*Data*:
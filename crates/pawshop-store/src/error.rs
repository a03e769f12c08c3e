//! # Store Error Types
//!
//! Error types for persistence operations.
//!
//! ## Error Flow
//! ```text
//! ┌─────────────────────────────────────────────────────────────────────────┐
//! │                    Error Propagation                                    │
//! │                                                                         │
//! │  std::io::Error / serde_json::Error                                    │
//! │       │                                                                 │
//! │       ▼                                                                 │
//! │  StoreError (this module) ← Adds context and categorization            │
//! │       │                                                                 │
//! │       ▼                                                                 │
//! │  ShellError (register app) ← What the operator sees                    │
//! │                                                                         │
//! │  NOTE: malformed JSON on the READ path is not an error at all - the    │
//! │  collection falls back to its default value (see store.rs). Serde      │
//! │  errors only surface from writes and backup imports.                   │
//! └─────────────────────────────────────────────────────────────────────────┘
//! ```

use thiserror::Error;

/// Persistence errors.
#[derive(Debug, Error)]
pub enum StoreError {
    /// Entity not found in a collection.
    ///
    /// ## When This Occurs
    /// - Deleting or updating by an id that does not exist
    #[error("{entity} not found: {id}")]
    NotFound { entity: String, id: String },

    /// Unique business-key violation.
    ///
    /// ## When This Occurs
    /// - Registering a product with a barcode another product already uses
    /// - Registering a username twice
    #[error("Duplicate {field}: '{value}' already exists")]
    Duplicate { field: String, value: String },

    /// Filesystem operation failed (permissions, disk full, ...).
    #[error("Storage I/O failed: {0}")]
    Io(#[from] std::io::Error),

    /// Serialization failed while WRITING a collection.
    #[error("Serialization failed: {0}")]
    Serialization(#[from] serde_json::Error),

    /// A backup document could not be understood.
    #[error("Invalid backup document: {0}")]
    InvalidBackup(String),

    /// Input failed business-rule validation before reaching storage.
    #[error("Validation error: {0}")]
    Validation(#[from] pawshop_core::ValidationError),
}

impl StoreError {
    /// Creates a NotFound error for a given entity type and ID.
    pub fn not_found(entity: impl Into<String>, id: impl Into<String>) -> Self {
        StoreError::NotFound {
            entity: entity.into(),
            id: id.into(),
        }
    }

    /// Creates a Duplicate error.
    pub fn duplicate(field: impl Into<String>, value: impl Into<String>) -> Self {
        StoreError::Duplicate {
            field: field.into(),
            value: value.into(),
        }
    }
}

/// Result type for store operations.
pub type StoreResult<T> = Result<T, StoreError>;
//! # Console Printer
//!
//! The register's print surface: the rendered receipt goes to the terminal
//! between cut marks. Swapping in a real thermal driver means implementing
//! [`ReceiptPrinter`] somewhere else; nothing upstream changes.

use pawshop_core::receipt::{PrintError, ReceiptPrinter, RECEIPT_WIDTH};

/// Prints receipts to stdout.
#[derive(Debug, Default)]
pub struct ConsolePrinter;

impl ConsolePrinter {
    /// Creates a console printer.
    pub fn new() -> Self {
        ConsolePrinter
    }
}

impl ReceiptPrinter for ConsolePrinter {
    fn print(&mut self, rendered: &str) -> Result<(), PrintError> {
        let cut = "=".repeat(RECEIPT_WIDTH);
        println!("{}", cut);
        print!("{}", rendered);
        if !rendered.ends_with('\n') {
            println!();
        }
        println!("{}", cut);
        Ok(())
    }
}
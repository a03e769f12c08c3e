//! # Pawshop Register Library
//!
//! Core library for the Pawshop POS register application.
//! This is the entry point that wires storage, state and the shell.
//!
//! ## Module Organization
//! ```text
//! pawshop_register/
//! ├── lib.rs          ◄─── You are here (bootstrap & run)
//! ├── state/
//! │   ├── mod.rs      ◄─── AppContext (store + cached shop state)
//! │   ├── session.rs  ◄─── Operator login session
//! │   └── checkout.rs ◄─── In-progress cart/tenders/edit context
//! ├── commands/
//! │   ├── cart.rs     ◄─── Scan/add/bulk/qty/price commands
//! │   ├── sale.rs     ◄─── Tender/finalize/edit/cancel/history
//! │   ├── product.rs  ◄─── Inventory CRUD
//! │   ├── customer.rs ◄─── Customer CRUD
//! │   ├── report.rs   ◄─── Financial report rendering
//! │   └── config.rs   ◄─── Methods/company/users/backup
//! ├── shell.rs        ◄─── Line REPL + confirmation gates
//! ├── printer.rs      ◄─── Console receipt printer
//! └── error.rs        ◄─── ShellError for command results
//! ```
//!
//! ## Startup Sequence
//! 1. Initialize tracing (logging)
//! 2. Determine the data directory (env override or platform app-data dir)
//! 3. Open the store and load shop state
//! 4. Resume any persisted operator session
//! 5. Run the shell loop

pub mod commands;
pub mod error;
pub mod printer;
pub mod shell;
pub mod state;

use std::path::PathBuf;

use directories::ProjectDirs;
use tracing::info;
use tracing_subscriber::EnvFilter;

use pawshop_store::{Store, StoreConfig};

use crate::state::AppContext;

/// Environment variable overriding the data directory (shared with the
/// `seed` binary).
pub const DATA_DIR_ENV: &str = "PAWSHOP_DATA_DIR";

/// Boots the register and runs the shell until the operator quits.
pub fn run() -> Result<(), Box<dyn std::error::Error>> {
    // RUST_LOG=debug for verbose output; default keeps the screen quiet
    tracing_subscriber::fmt()
        .with_env_filter(
            EnvFilter::try_from_default_env().unwrap_or_else(|_| EnvFilter::new("warn")),
        )
        .with_writer(std::io::stderr)
        .init();

    let data_dir = resolve_data_dir();
    info!(dir = %data_dir.display(), "Starting Pawshop register");

    let store = Store::open(StoreConfig::new(&data_dir))?;
    let mut ctx = AppContext::new(store);

    shell::run(&mut ctx)?;

    info!("Register closed");
    Ok(())
}

/// Environment override first, then the platform app-data directory, then a
/// local folder as the last resort.
fn resolve_data_dir() -> PathBuf {
    if let Ok(dir) = std::env::var(DATA_DIR_ENV) {
        return PathBuf::from(dir);
    }

    ProjectDirs::from("com", "pawshop", "pawshop-pos")
        .map(|dirs| dirs.data_dir().to_path_buf())
        .unwrap_or_else(|| PathBuf::from("./pawshop-data"))
}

*Assignment*: Without altering a single word, set down all the entries again.

*Task result*:
filename crates/pawshop-store/src/error.rs
repository a03e769f12c08c3e
//! # Store Error Types
//!
//! Error types for persistence operations.
//!
//! ## Error Flow
//! ```text
//! ┌─────────────────────────────────────────────────────────────────────────┐
//! │                    Error Propagation                                    │
//! │                                                                         │
//! │  std::io::Error / serde_json::Error                                    │
//! │       │                                                                 │
//! │       ▼                                                                 │
//! │  StoreError (this module) ← Adds context and categorization            │
//! │       │                                                                 │
//! │       ▼                                                                 │
//! │  ShellError (register app) ← What the operator sees                    │
//! │                                                                         │
//! │  NOTE: malformed JSON on the READ path is not an error at all - the    │
//! │  collection falls back to its default value (see store.rs). Serde      │
//! │  errors only surface from writes and backup imports.                   │
//! └─────────────────────────────────────────────────────────────────────────┘
//! ```

use thiserror::Error;

/// Persistence errors.
#[derive(Debug, Error)]
pub enum StoreError {
    /// Entity not found in a collection.
    ///
    /// ## When This Occurs
    /// - Deleting or updating by an id that does not exist
    #[error("{entity} not found: {id}")]
    NotFound { entity: String, id: String },

    /// Unique business-key violation.
    ///
    /// ## When This Occurs
    /// - Registering a product with a barcode another product already uses
    /// - Registering a username twice
    #[error("Duplicate {field}: '{value}' already exists")]
    Duplicate { field: String, value: String },

    /// Filesystem operation failed (permissions, disk full, ...).
    #[error("Storage I/O failed: {0}")]
    Io(#[from] std::io::Error),

    /// Serialization failed while WRITING a collection.
    #[error("Serialization failed: {0}")]
    Serialization(#[from] serde_json::Error),

    /// A backup document could not be understood.
    #[error("Invalid backup document: {0}")]
    InvalidBackup(String),

    /// Input failed business-rule validation before reaching storage.
    #[error("Validation error: {0}")]
    Validation(#[from] pawshop_core::ValidationError),
}

impl StoreError {
    /// Creates a NotFound error for a given entity type and ID.
    pub fn not_found(entity: impl Into<String>, id: impl Into<String>) -> Self {
        StoreError::NotFound {
            entity: entity.into(),
            id: id.into(),
        }
    }

    /// Creates a Duplicate error.
    pub fn duplicate(field: impl Into<String>, value: impl Into<String>) -> Self {
        StoreError::Duplicate {
            field: field.into(),
            value: value.into(),
        }
    }
}

/// Result type for store operations.
pub type StoreResult<T> = Result<T, StoreError>;
//! # Console Printer
//!
//! The register's print surface: the rendered receipt goes to the terminal
//! between cut marks. Swapping in a real thermal driver means implementing
//! [`ReceiptPrinter`] somewhere else; nothing upstream changes.

use pawshop_core::receipt::{PrintError, ReceiptPrinter, RECEIPT_WIDTH};

/// Prints receipts to stdout.
#[derive(Debug, Default)]
pub struct ConsolePrinter;

impl ConsolePrinter {
    /// Creates a console printer.
    pub fn new() -> Self {
        ConsolePrinter
    }
}

impl ReceiptPrinter for ConsolePrinter {
    fn print(&mut self, rendered: &str) -> Result<(), PrintError> {
        let cut = "=".repeat(RECEIPT_WIDTH);
        println!("{}", cut);
        print!("{}", rendered);
        if !rendered.ends_with('\n') {
            println!();
        }
        println!("{}", cut);
        Ok(())
    }
}
repository a03e769f12c08c3e
//! # Pawshop Register Library
//!
//! Core library for the Pawshop POS register application.
//! This is the entry point that wires storage, state and the shell.
//!
//! ## Module Organization
//! ```text
//! pawshop_register/
//! ├── lib.rs          ◄─── You are here (bootstrap & run)
//! ├── state/
//! │   ├── mod.rs      ◄─── AppContext (store + cached shop state)
//! │   ├── session.rs  ◄─── Operator login session
//! │   └── checkout.rs ◄─── In-progress cart/tenders/edit context
//! ├── commands/
//! │   ├── cart.rs     ◄─── Scan/add/bulk/qty/price commands
//! │   ├── sale.rs     ◄─── Tender/finalize/edit/cancel/history
//! │   ├── product.rs  ◄─── Inventory CRUD
//! │   ├── customer.rs ◄─── Customer CRUD
//! │   ├── report.rs   ◄─── Financial report rendering
//! │   └── config.rs   ◄─── Methods/company/users/backup
//! ├── shell.rs        ◄─── Line REPL + confirmation gates
//! ├── printer.rs      ◄─── Console receipt printer
//! └── error.rs        ◄─── ShellError for command results
//! ```
//!
//! ## Startup Sequence
//! 1. Initialize tracing (logging)
//! 2. Determine the data directory (env override or platform app-data dir)
//! 3. Open the store and load shop state
//! 4. Resume any persisted operator session
//! 5. Run the shell loop

pub mod commands;
pub mod error;
pub mod printer;
pub mod shell;
pub mod state;

use std::path::PathBuf;

use directories::ProjectDirs;
use tracing::info;
use tracing_subscriber::EnvFilter;

use pawshop_store::{Store, StoreConfig};

use crate::state::AppContext;

/// Environment variable overriding the data directory (shared with the
/// `seed` binary).
pub const DATA_DIR_ENV: &str = "PAWSHOP_DATA_DIR";

/// Boots the register and runs the shell until the operator quits.
pub fn run() -> Result<(), Box<dyn std::error::Error>> {
    // RUST_LOG=debug for verbose output; default keeps the screen quiet
    tracing_subscriber::fmt()
        .with_env_filter(
            EnvFilter::try_from_default_env().unwrap_or_else(|_| EnvFilter::new("warn")),
        )
        .with_writer(std::io::stderr)
        .init();

    let data_dir = resolve_data_dir();
    info!(dir = %data_dir.display(), "Starting Pawshop register");

    let store = Store::open(StoreConfig::new(&data_dir))?;
    let mut ctx = AppContext::new(store);

    shell::run(&mut ctx)?;

    info!("Register closed");
    Ok(())
}

/// Environment override first, then the platform app-data directory, then a
/// local folder as the last resort.
fn resolve_data_dir() -> PathBuf {
    if let Ok(dir) = std::env::var(DATA_DIR_ENV) {
        return PathBuf::from(dir);
    }

    ProjectDirs::from("com", "pawshop", "pawshop-pos")
        .map(|dirs| dirs.data_dir().to_path_buf())
        .unwrap_or_else(|| PathBuf::from("./pawshop-data"))
}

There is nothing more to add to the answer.